## Data excerpts
- - - - -
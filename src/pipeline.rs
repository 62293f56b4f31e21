use std::path::PathBuf;

use snafu::{ensure, ResultExt};
use typed_builder::TypedBuilder;

use crate::table::Dataset;
use crate::{convert, extract, load, materialize};
use crate::{ConfigurationSnafu, CredentialsSnafu, Error};

pub const DEFAULT_RAW_PATH: &str = "data/raw/pharmacy_data.csv";
pub const DEFAULT_PARQUET_PATH: &str = "data/processed/pharmacy_data.parquet";
pub const DEFAULT_CREDS_DB: &str = "creds.db";
pub const DEFAULT_TARGET_TABLE: &str = "pharmacy_data";
pub const DEFAULT_SCHEMA: &str = "public";

#[derive(Debug, Clone, TypedBuilder)]
pub struct Config {
    #[builder(default = extract::DEFAULT_FILE_ID.into())]
    pub file_id: String,
    #[builder(default = DEFAULT_RAW_PATH.into())]
    pub raw_csv_path: PathBuf,
    #[builder(default = DEFAULT_PARQUET_PATH.into())]
    pub parquet_path: PathBuf,
    #[builder(default = DEFAULT_CREDS_DB.into())]
    pub creds_db_path: PathBuf,
    #[builder(default = DEFAULT_TARGET_TABLE.into())]
    pub table_name: String,
    #[builder(default = DEFAULT_SCHEMA.into())]
    pub schema: String,
    #[builder(default = load::MAX_UPLOAD_ROWS)]
    pub head_rows: usize,
    #[builder(default = extract::DEFAULT_DELIMITER)]
    pub delimiter: u8,
    #[builder(default)]
    pub convert: convert::Options,
    #[builder(default = true)]
    pub load_enabled: bool,
}

impl Default for Config {
    fn default() -> Config {
        Config::builder().build()
    }
}

/// Run extract, transform, materialize and (optionally) load, sequentially in
/// a single pass. Artifacts written by earlier stages are kept when a later
/// stage fails.
pub fn run_pipeline(config: &Config) -> Result<Dataset, Error> {
    config.convert.validate().context(ConfigurationSnafu {})?;

    log::info!("extract stage: fetching source {}", config.file_id);
    let mut dataset =
        extract::extract_dataset(&config.file_id, &config.raw_csv_path, config.delimiter)?;
    log::info!(
        "extracted {} rows, {} columns",
        dataset.row_count(),
        dataset.column_count()
    );

    log::info!("transform stage: auto-converting column types");
    convert::convert_dataset(&mut dataset, &config.convert).context(ConfigurationSnafu {})?;
    materialize::save_parquet(&dataset, &config.parquet_path)?;
    log::info!("saved processed dataset to {}", config.parquet_path.display());

    if config.load_enabled {
        ensure!(
            config.creds_db_path.exists(),
            CredentialsSnafu {
                message: format!(
                    "Credential store {} not found. Add it or run with --skip-load.",
                    config.creds_db_path.display()
                ),
            }
        );

        log::info!("load stage: uploading to {}.{}", config.schema, config.table_name);
        let credentials = load::load_credentials(&config.creds_db_path)?;
        let mut client = load::connect(&credentials)?;

        let mut upload = dataset.clone();
        upload.head(config.head_rows);

        load::upload_rows(
            &mut client,
            &upload,
            &config.table_name,
            &config.schema,
            config.head_rows,
        )?;
        let count = load::verify_upload(&mut client, &config.table_name, &config.schema)?;
        log::info!("verified {count} rows in {}.{}", config.schema, config.table_name);
    } else {
        log::info!("load stage skipped");
    }

    Ok(dataset)
}

#[cfg(test)]
mod tests {
    use super::*;

    #[test]
    fn config_defaults_match_the_conventional_layout() {
        let config = Config::default();
        assert_eq!(config.raw_csv_path, PathBuf::from("data/raw/pharmacy_data.csv"));
        assert_eq!(
            config.parquet_path,
            PathBuf::from("data/processed/pharmacy_data.parquet")
        );
        assert_eq!(config.creds_db_path, PathBuf::from("creds.db"));
        assert_eq!(config.schema, "public");
        assert_eq!(config.head_rows, 100);
        assert_eq!(config.delimiter, b';');
        assert!(config.load_enabled);
        assert_eq!(config.convert.numeric_threshold, 0.9);
        assert_eq!(config.convert.date_threshold, 0.9);
    }

    #[test]
    fn invalid_thresholds_fail_before_any_stage_runs() {
        let config = Config::builder()
            .convert(convert::Options::builder().numeric_threshold(2.0).build())
            .build();
        assert!(matches!(
            run_pipeline(&config),
            Err(Error::Configuration { .. })
        ));
    }
}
- - - - -
## What you should do
Looking at the data above, return every line from the one with "Config::builder().build()" down to the one with "let count = load::verify_upload(&mut", exactly and inclusively.

## Response to this task
        Config::builder().build()
    }
}

/// Run extract, transform, materialize and (optionally) load, sequentially in
/// a single pass. Artifacts written by earlier stages are kept when a later
/// stage fails.
pub fn run_pipeline(config: &Config) -> Result<Dataset, Error> {
    config.convert.validate().context(ConfigurationSnafu {})?;

    log::info!("extract stage: fetching source {}", config.file_id);
    let mut dataset =
        extract::extract_dataset(&config.file_id, &config.raw_csv_path, config.delimiter)?;
    log::info!(
        "extracted {} rows, {} columns",
        dataset.row_count(),
        dataset.column_count()
    );

    log::info!("transform stage: auto-converting column types");
    convert::convert_dataset(&mut dataset, &config.convert).context(ConfigurationSnafu {})?;
    materialize::save_parquet(&dataset, &config.parquet_path)?;
    log::info!("saved processed dataset to {}", config.parquet_path.display());

    if config.load_enabled {
        ensure!(
            config.creds_db_path.exists(),
            CredentialsSnafu {
                message: format!(
                    "Credential store {} not found. Add it or run with --skip-load.",
                    config.creds_db_path.display()
                ),
            }
        );

        log::info!("load stage: uploading to {}.{}", config.schema, config.table_name);
        let credentials = load::load_credentials(&config.creds_db_path)?;
        let mut client = load::connect(&credentials)?;

        let mut upload = dataset.clone();
        upload.head(config.head_rows);

        load::upload_rows(
            &mut client,
            &upload,
            &config.table_name,
            &config.schema,
            config.head_rows,
        )?;
        let count = load::verify_upload(&mut client, &config.table_name, &config.schema)?;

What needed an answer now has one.